68 hochrangige Offiziere aus 25 Nationen verfolgten im Gelände, wie durch das Visier von Gewehren und Maschinenkanonen selbst aus großen Entfernungen eigene Soldaten identifiziert werden können. "Das System ist unverzichtbar", betonte der Kommandeur der Infanterieschule, Brigadegeneral Johann Berger, bei einem abschließenden Pressegespräch und verwies auf die Zwischenfälle an US-Kontrollposten im Irak.
Auch die Bundeswehr wertet ihre Erfahrungen mit Soldaten in Stresssituationen aus. Übungsszenarien an der Infanterieschule im Häuserkampf hätten im Ernstfall bis zu 50 Prozent Tote in den eigenen Reihen gefordert, weiß General Berger. Besonders bei Dunkelheit werde die Lage in Einsatzgebieten kritisch, weil Nachtsichtgeräte auf größere Entfernungen Personen nur noch schemenhaft abbilden und kaum eine Zuordnung mehr erlauben. Geforscht wird zu elektronischen Erkennung eigener Soldaten seit 1993. Ausgangspunkt war der erste Golfkrieg, als die US-Streitkräfte in Gefechtssituationen bis zu 30 Prozent der Opfer durch "friendly fire" (befreundetes Feuer) verloren.
Während die Identifizierung von Fahrzeugen mit der Elektronik schon weiter fortgeschritten ist, steckt die sichere Erkennung einzelner Soldaten noch in den Kinderschuhen. Seit 1998 entwickelt die deutsche Industrie zusammen mit der Bundeswehr und dabei besonders mit der Abteilung Weiterentwicklung an der Infanterieschule.
Einen ersten Durchbruch gab es vor zwei Jahren, als sich die NATO-Staaten auf gemeinsame Standards verständigten, damit künftig die Komponenten unterschiedlicher Einsatzländer miteinander kommunizieren können.
Nach rund sechs Monaten Forschung in der Praxis ist die Technik an der Infanterieschule demonstrationsreif. "Wir sind weltweit führend", betont Oberstleutnant Wolfgang Althoff, Leiter der Abteilung für Weiterentwicklung. Man habe eine Erkennnungsquote nahe bei 100 Prozent, die zum Teil sogar durch Fensterglas erreicht werde.
Projektleiter Kosak vom Heeresamt rechnet mit einer Einsatzfähigkeit des Systems 2009, wobei die Komponenten noch kleiner werden sollen und die Reichweite auf 3000 Meter anwachsen soll. Auch eine Einigung über eine gemeinsame Funkfrequenz stehe noch aus.
Die Kosten für ein Set für einen Soldaten werden mit 6000 Euro veranschlagt, bei der Bundeswehr wird zunächst die Beschaffung von 3800 Geräten ins Auge gefasst.
Sinn mache die Technik nur, wenn sie in Einsatzländern von möglichst vielen Alliierten genutzt werde, betont Brigadegeneral Berger. Er sieht in der bunt gemischten Besuchergruppe auch eine politische Dimension, die seine Eindrücke von der Teilnahme am fünften Sicherheitspolitischen Kongress in Berlin vom Anfang dieser Woche bestätigten. Ein Fazit Bergers: Um eine optimale Ausstattung der Soldaten zu gewährleisten, müssten die nationalen Industrieinteressen der einzelnen Staaten in den Hintergrund treten. Unter den Offizieren sei man beim Interessensaustausch viel weiter, gibt Berger zu erkennen.
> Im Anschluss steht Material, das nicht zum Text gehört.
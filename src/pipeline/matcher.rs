//! Rule matching.
//!
//! Scores each candidate rule by lexical overlap between the redline's
//! changed text (plus bounded context) and the rule principle. Scoring is
//! deterministic for fixed inputs: same tokens, same score, same winner.

use std::collections::BTreeSet;

use crate::config::{MatcherConfig, UnmatchedPolicy};
use crate::models::{Playbook, Redline};

/// Shortest token that participates in scoring. Filters out articles,
/// pronouns and similar glue words without a stopword list.
const MIN_TOKEN_LEN: usize = 3;

/// A selected rule with its relevance score.
#[derive(Debug, Clone, PartialEq)]
pub struct RuleMatch {
    /// Index into the playbook snapshot.
    pub index: usize,
    pub score: f32,
    /// True when the rule was chosen by the unmatched-fallback policy
    /// rather than by score.
    pub fallback: bool,
}

/// Select the best-matching rule for a redline, or none.
///
/// "None" is an expected, common outcome; downstream judgment treats it as
/// first-class input, not an error.
pub fn match_rule(
    redline: &Redline,
    playbook: &Playbook,
    config: &MatcherConfig,
) -> Option<RuleMatch> {
    let redline_tokens = tokenize(&redline.matchable_text());

    let mut best: Option<(usize, f32, u32)> = None;
    for (index, rule) in playbook.rules.iter().enumerate() {
        if !rule.applies_to_kind(redline.kind) {
            continue;
        }
        let score = overlap_score(&redline_tokens, &tokenize(&rule.principle));
        if score < config.min_score {
            continue;
        }
        // Rules without an explicit rank lose ties to ranked rules; among
        // equals the earlier playbook entry wins (strict > comparisons keep
        // the first-seen candidate).
        let priority = rule.priority.unwrap_or(u32::MAX);
        let better = match &best {
            None => true,
            Some((_, best_score, best_priority)) => {
                score > *best_score || (score == *best_score && priority < *best_priority)
            }
        };
        if better {
            best = Some((index, score, priority));
        }
    }

    if let Some((index, score, _)) = best {
        return Some(RuleMatch {
            index,
            score,
            fallback: false,
        });
    }

    match config.unmatched_policy {
        UnmatchedPolicy::NoRule => None,
        // By convention the catch-all is the playbook's final rule, the way
        // general-review guidance closes out a negotiation playbook.
        UnmatchedPolicy::DefaultRule => {
            let last = playbook.rules.len().checked_sub(1)?;
            if !playbook.rules[last].applies_to_kind(redline.kind) {
                return None;
            }
            Some(RuleMatch {
                index: last,
                score: 0.0,
                fallback: true,
            })
        }
    }
}

fn tokenize(text: &str) -> BTreeSet<String> {
    text.split(|c: char| !c.is_alphanumeric())
        .filter(|t| t.len() >= MIN_TOKEN_LEN)
        .map(|t| t.to_lowercase())
        .collect()
}

/// Fraction of the rule's principle tokens present in the redline text.
fn overlap_score(redline_tokens: &BTreeSet<String>, rule_tokens: &BTreeSet<String>) -> f32 {
    if rule_tokens.is_empty() {
        return 0.0;
    }
    let overlap = rule_tokens.intersection(redline_tokens).count();
    overlap as f32 / rule_tokens.len() as f32
}

#[cfg(test)]
mod tests {
    use super::*;
    use crate::models::{Anchor, RedlineKind, Rule};

    fn redline(kind: RedlineKind, removed: &str, added: &str, context: &str) -> Redline {
        Redline {
            id: 0,
            kind,
            author: None,
            timestamp: None,
            context_before: context.into(),
            context_after: String::new(),
            anchor: Anchor::Packaged {
                paragraph: 0,
                change: 0,
                span: 1,
            },
            removed_text: removed.into(),
            added_text: added.into(),
        }
    }

    fn rule(principle: &str, priority: Option<u32>, applies_to: Option<Vec<RedlineKind>>) -> Rule {
        Rule {
            principle: principle.into(),
            response_template: "flag for review".into(),
            priority,
            applies_to,
        }
    }

    #[test]
    fn picks_highest_overlap_rule() {
        let playbook = Playbook::new(
            "default",
            vec![
                rule("payment schedule terms", None, None),
                rule("obligation language shall changes", None, None),
            ],
        );
        let rl = redline(
            RedlineKind::Replacement,
            "shall",
            "may",
            "supplier obligation language",
        );
        let m = match_rule(&rl, &playbook, &MatcherConfig::default()).unwrap();
        assert_eq!(m.index, 1);
        assert!(!m.fallback);
        assert!(m.score > 0.0);
    }

    #[test]
    fn matching_is_deterministic() {
        let playbook = Playbook::new(
            "default",
            vec![
                rule("obligation language changes", None, None),
                rule("obligation wording changes", None, None),
            ],
        );
        let rl = redline(
            RedlineKind::Replacement,
            "shall",
            "may",
            "obligation changes in wording language",
        );
        let config = MatcherConfig::default();
        let first = match_rule(&rl, &playbook, &config);
        for _ in 0..20 {
            assert_eq!(match_rule(&rl, &playbook, &config), first);
        }
    }

    #[test]
    fn equal_scores_tie_break_by_priority_then_order() {
        // Identical principles score identically.
        let playbook = Playbook::new(
            "default",
            vec![
                rule("liability cap changes", Some(5), None),
                rule("liability cap changes", Some(1), None),
                rule("liability cap changes", Some(1), None),
            ],
        );
        let rl = redline(RedlineKind::Insertion, "", "cap", "liability cap changes");
        let m = match_rule(&rl, &playbook, &MatcherConfig::default()).unwrap();
        // Priority 1 beats 5; between the two priority-1 rules the earlier wins.
        assert_eq!(m.index, 1);
    }

    #[test]
    fn first_rule_wins_when_no_priorities() {
        let playbook = Playbook::new(
            "default",
            vec![
                rule("indemnity scope changes", None, None),
                rule("indemnity scope changes", None, None),
            ],
        );
        let rl = redline(RedlineKind::Deletion, "indemnity scope", "", "changes");
        let m = match_rule(&rl, &playbook, &MatcherConfig::default()).unwrap();
        assert_eq!(m.index, 0);
    }

    #[test]
    fn applies_to_filters_candidates() {
        let playbook = Playbook::new(
            "default",
            vec![rule(
                "obligation language changes",
                None,
                Some(vec![RedlineKind::Deletion]),
            )],
        );
        let rl = redline(
            RedlineKind::Insertion,
            "",
            "may",
            "obligation language changes",
        );
        assert!(match_rule(&rl, &playbook, &MatcherConfig::default()).is_none());
    }

    #[test]
    fn below_threshold_is_no_match() {
        let playbook = Playbook::new(
            "default",
            vec![rule("payment schedule milestones invoicing", None, None)],
        );
        let rl = redline(RedlineKind::Insertion, "", "confidential", "trade secrets");
        assert!(match_rule(&rl, &playbook, &MatcherConfig::default()).is_none());
    }

    #[test]
    fn unmatched_policy_default_rule_falls_back_to_last() {
        let playbook = Playbook::new(
            "default",
            vec![
                rule("payment schedule milestones", None, None),
                rule("general review of any other change", None, None),
            ],
        );
        let rl = redline(RedlineKind::Insertion, "", "confidential", "trade secrets");
        let config = MatcherConfig {
            unmatched_policy: UnmatchedPolicy::DefaultRule,
            ..MatcherConfig::default()
        };
        let m = match_rule(&rl, &playbook, &config).unwrap();
        assert_eq!(m.index, 1);
        assert!(m.fallback);
        assert_eq!(m.score, 0.0);
    }

    #[test]
    fn unmatched_policy_no_rule_returns_none() {
        let playbook = Playbook::new(
            "default",
            vec![rule("general review of any other change", None, None)],
        );
        let rl = redline(RedlineKind::Insertion, "", "xyzzy", "");
        let config = MatcherConfig {
            unmatched_policy: UnmatchedPolicy::NoRule,
            ..MatcherConfig::default()
        };
        assert!(match_rule(&rl, &playbook, &config).is_none());
    }

    #[test]
    fn empty_playbook_never_matches() {
        let playbook = Playbook::new("default", vec![]);
        let rl = redline(RedlineKind::Insertion, "", "anything", "");
        let config = MatcherConfig {
            unmatched_policy: UnmatchedPolicy::DefaultRule,
            ..MatcherConfig::default()
        };
        assert!(match_rule(&rl, &playbook, &config).is_none());
    }
}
Viele der anwesenden Offiziere zeigten sich noch skeptisch gegenüber der neuen Technik. Besondere Aufgeschlossenheit verzeichnete Entwickler Althoff seitens der osteuropäischen Offiziere.
Den Einwand eines britischen Generals, dass bei dem Einsatz der Elektronik die Einsatzgrundsätze (Rules of Engagement) überarbeitet werden müssen, teilte die Mehrheit nicht. Weiterhin dürfe der Soldat nur bei klarer Identifizierung des Gegners oder in Notwehr schießen. Die letzte Entscheidung liege immer noch beim einzelnen Soldaten.

Das Erkennungsgerät für "abgeses- sen kämpfende Kräfte" besteht aus einem Abfragegerät an der Waffe und einem Kenngerät am Helm oder Fahrzeug. Abgefragt wird die Zugehörigkeit zur eigenen Truppe bei allen Wetter- oder Sichtverhält- nissen über einen Laserstrahl, die Antwort kommt sekundenschnell per Funk. Bislang arbeitet das System über eine Entfernung von 900 Metern, gearbeitet wird an einer Ausweitung auf 3000 Meter.